The President committed government to continue working together with the House and the entire traditional leadership sector to restore the dignity and integrity of the institution of royalty in South Africa. In addition, traditional leaders appreciated that the 2017 resolutions of the Indigenous and Traditional Leadership Indaba will be implemented in an effort to ensure improvements and developments of this Institution.

The President urged traditional leaders to create opportunities for young people in rural areas – whether through education, internships, learnerships or employment. He indicated that there will not be any development, especially in rural areas if the youngest, most active and most skilled people leave for the cities and metros. Among other things, the President called for agricultural revolution and emphasised that we need to make agriculture an attractive and viable career for young people. This will assist to guarantee food security for all communities and also reducing the level of poverty.

The President emphasised the announcement he made during the SoNA, that the process to expropriate land without compensation will ensue in a disciplined manner that aims to benefit the country and its people. Land dispossession is a defining feature of colonialism and apartheid in South Africa, hence the issue of land reform is critical, emotive and very sensitive.

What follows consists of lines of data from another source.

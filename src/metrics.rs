// Metrics and observability module
// This file handles collection of quote latency, source failures and
// resolved route counts for the routing engine
//
// Numan Thabit 2025 Nov

use once_cell::sync::Lazy;
use prometheus::{
    register_counter_vec, register_histogram_vec, CounterVec, Encoder, HistogramVec, TextEncoder,
};

pub static QUOTE_LATENCY: Lazy<HistogramVec> = Lazy::new(|| {
    register_histogram_vec!(
        "split_quote_latency_seconds",
        "latency of single source quote calls",
        &["source"]
    )
    .expect("register split_quote_latency_seconds")
});

pub static QUOTE_FAILURES: Lazy<CounterVec> = Lazy::new(|| {
    register_counter_vec!(
        "split_quote_failures_total",
        "source quotes that failed or timed out and were counted as zero",
        &["source", "reason"]
    )
    .expect("register split_quote_failures_total")
});

pub static ROUTES_RESOLVED: Lazy<CounterVec> = Lazy::new(|| {
    register_counter_vec!(
        "split_routes_resolved_total",
        "resolved routes by kind (direct, bridged, none)",
        &["kind"]
    )
    .expect("register split_routes_resolved_total")
});

/// Render every registered metric in the prometheus text format.
pub fn gather_text() -> String {
    let mut buf = Vec::new();
    let encoder = TextEncoder::new();
    if encoder.encode(&prometheus::gather(), &mut buf).is_err() {
        return String::new();
    }
    String::from_utf8(buf).unwrap_or_default()
}
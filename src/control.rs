// Control plane: admission control for source quotes
//
// Bounds the number of quote calls in flight across all requests and,
// optionally, the number of quote calls started per second.
//
// Numan Thabit 2025 Nov

use anyhow::{Context, Result};
use std::collections::VecDeque;
use std::sync::Arc;
use std::time::{Duration, Instant};
use tokio::sync::{Mutex, OwnedSemaphorePermit, Semaphore};

#[derive(Clone)]
pub struct AdmissionControl {
    max_inflight: Arc<Semaphore>,
    // Allows up to rate_per_sec admissions within a 1s sliding window
    limiter: Option<Arc<Mutex<RateLimiter>>>,
}

struct RateLimiter {
    rate_per_sec: u32,
    timestamps: VecDeque<Instant>,
    window: Duration,
}

impl RateLimiter {
    /// Record an admission if the window has room.
    fn try_admit(&mut self, now: Instant) -> bool {
        while let Some(front) = self.timestamps.front() {
            if now.duration_since(*front) > self.window {
                self.timestamps.pop_front();
            } else {
                break;
            }
        }
        if (self.timestamps.len() as u32) < self.rate_per_sec {
            self.timestamps.push_back(now);
            true
        } else {
            false
        }
    }
}

impl AdmissionControl {
    pub fn new(max_inflight: usize, rate_per_sec: Option<u32>) -> Self {
        let limiter = rate_per_sec.filter(|r| *r > 0).map(|rate_per_sec| {
            Arc::new(Mutex::new(RateLimiter {
                rate_per_sec,
                timestamps: VecDeque::with_capacity(rate_per_sec.min(4096) as usize),
                window: Duration::from_secs(1),
            }))
        });
        Self {
            max_inflight: Arc::new(Semaphore::new(max_inflight.max(1))),
            limiter,
        }
    }

    /// Number of quote calls that may start right now.
    pub fn available(&self) -> usize {
        self.max_inflight.available_permits()
    }

    /// Acquire an admission permit respecting max inflight and rate limit.
    pub async fn acquire(&self) -> Result<AdmissionPermit> {
        if let Some(limiter) = &self.limiter {
            loop {
                if limiter.lock().await.try_admit(Instant::now()) {
                    break;
                }
                tokio::time::sleep(Duration::from_millis(5)).await;
            }
        }
        let permit = self
            .max_inflight
            .clone()
            .acquire_owned()
            .await
            .context("admission semaphore closed")?;
        Ok(AdmissionPermit { _permit: permit })
    }
}

impl Default for AdmissionControl {
    fn default() -> Self {
        Self::new(64, None)
    }
}

pub struct AdmissionPermit {
    _permit: OwnedSemaphorePermit,
}
// Split optimizer
// Greedy incremental allocation of K equal steps across sources over a
// quote table. Optimal when every source's marginal output is non-increasing.
//
// Numan Thabit 2025 Nov

use std::cmp::{Ordering, Reverse};

use super::routes::Distribution;
use super::table::QuoteTable;

/// Signed marginal output of one extra step, ordered worst to best.
#[derive(Debug, Clone, Copy, PartialEq, Eq, PartialOrd, Ord)]
enum Gain {
    Loss(Reverse<u128>),
    Zero,
    Profit(u128),
}

impl Gain {
    fn between(current: u128, next: u128) -> Self {
        match next.cmp(&current) {
            Ordering::Greater => Gain::Profit(next - current),
            Ordering::Equal => Gain::Zero,
            Ordering::Less => Gain::Loss(Reverse(current - next)),
        }
    }
}

#[derive(Debug, Clone, PartialEq, Eq)]
pub struct SplitOutcome {
    pub return_amount: u128,
    pub distribution: Distribution,
}

/// Allocate all `table.parts()` steps. A result with zero output is reported
/// with an all-zero distribution.
pub fn optimize(table: &QuoteTable) -> SplitOutcome {
    let sources = table.sources();
    let parts = table.parts();
    let mut alloc = vec![0u32; sources];
    if sources == 0 || parts == 0 {
        return SplitOutcome {
            return_amount: 0,
            distribution: Distribution(alloc),
        };
    }

    let mut remaining = parts;
    while remaining > 0 {
        let mut best: Option<(usize, Gain)> = None;
        for (s, cur) in alloc.iter().enumerate() {
            if *cur >= parts {
                continue;
            }
            let gain = Gain::between(table.get(s, *cur), table.get(s, cur + 1));
            // Strictly greater keeps the lowest index on ties.
            if best.map_or(true, |(_, g)| gain > g) {
                best = Some((s, gain));
            }
        }
        let Some((mut s, gain)) = best else { break };
        if gain == Gain::Zero {
            s = tail_recipient(table, &alloc, remaining);
            if is_flat(table, s, alloc[s], remaining) {
                alloc[s] += remaining;
                break;
            }
        }
        alloc[s] += 1;
        remaining -= 1;
    }

    let return_amount = alloc
        .iter()
        .enumerate()
        .fold(0u128, |acc, (s, d)| acc.saturating_add(table.get(s, *d)));
    if return_amount == 0 {
        alloc.iter_mut().for_each(|d| *d = 0);
    }
    SplitOutcome {
        return_amount,
        distribution: Distribution(alloc),
    }
}

/// Source that gains the most from taking every remaining step. Ties go to
/// the highest current contribution, then the lowest index.
fn tail_recipient(table: &QuoteTable, alloc: &[u32], remaining: u32) -> usize {
    let mut recipient = 0;
    let mut best: Option<(Gain, u128)> = None;
    for (s, d) in alloc.iter().enumerate() {
        let current = table.get(s, *d);
        let key = (Gain::between(current, table.get(s, d + remaining)), current);
        if best.map_or(true, |b| key > b) {
            recipient = s;
            best = Some(key);
        }
    }
    recipient
}

/// Whether row `s` holds its value at `from` for the next `steps` columns.
fn is_flat(table: &QuoteTable, s: usize, from: u32, steps: u32) -> bool {
    let base = table.get(s, from);
    (from + 1..=from + steps).all(|k| table.get(s, k) == base)
}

Deputy Minister Andries Nel echoed the words of President Ramaphosa emphasising the significance of this important institution and also urging for continued work with government to improve the lives of communities.

Following the official opening of the National House, the members and cabinet Ministers will debate the speech of the President. The debate will assist the House in developing its annual programme of action guided by the speech of the President.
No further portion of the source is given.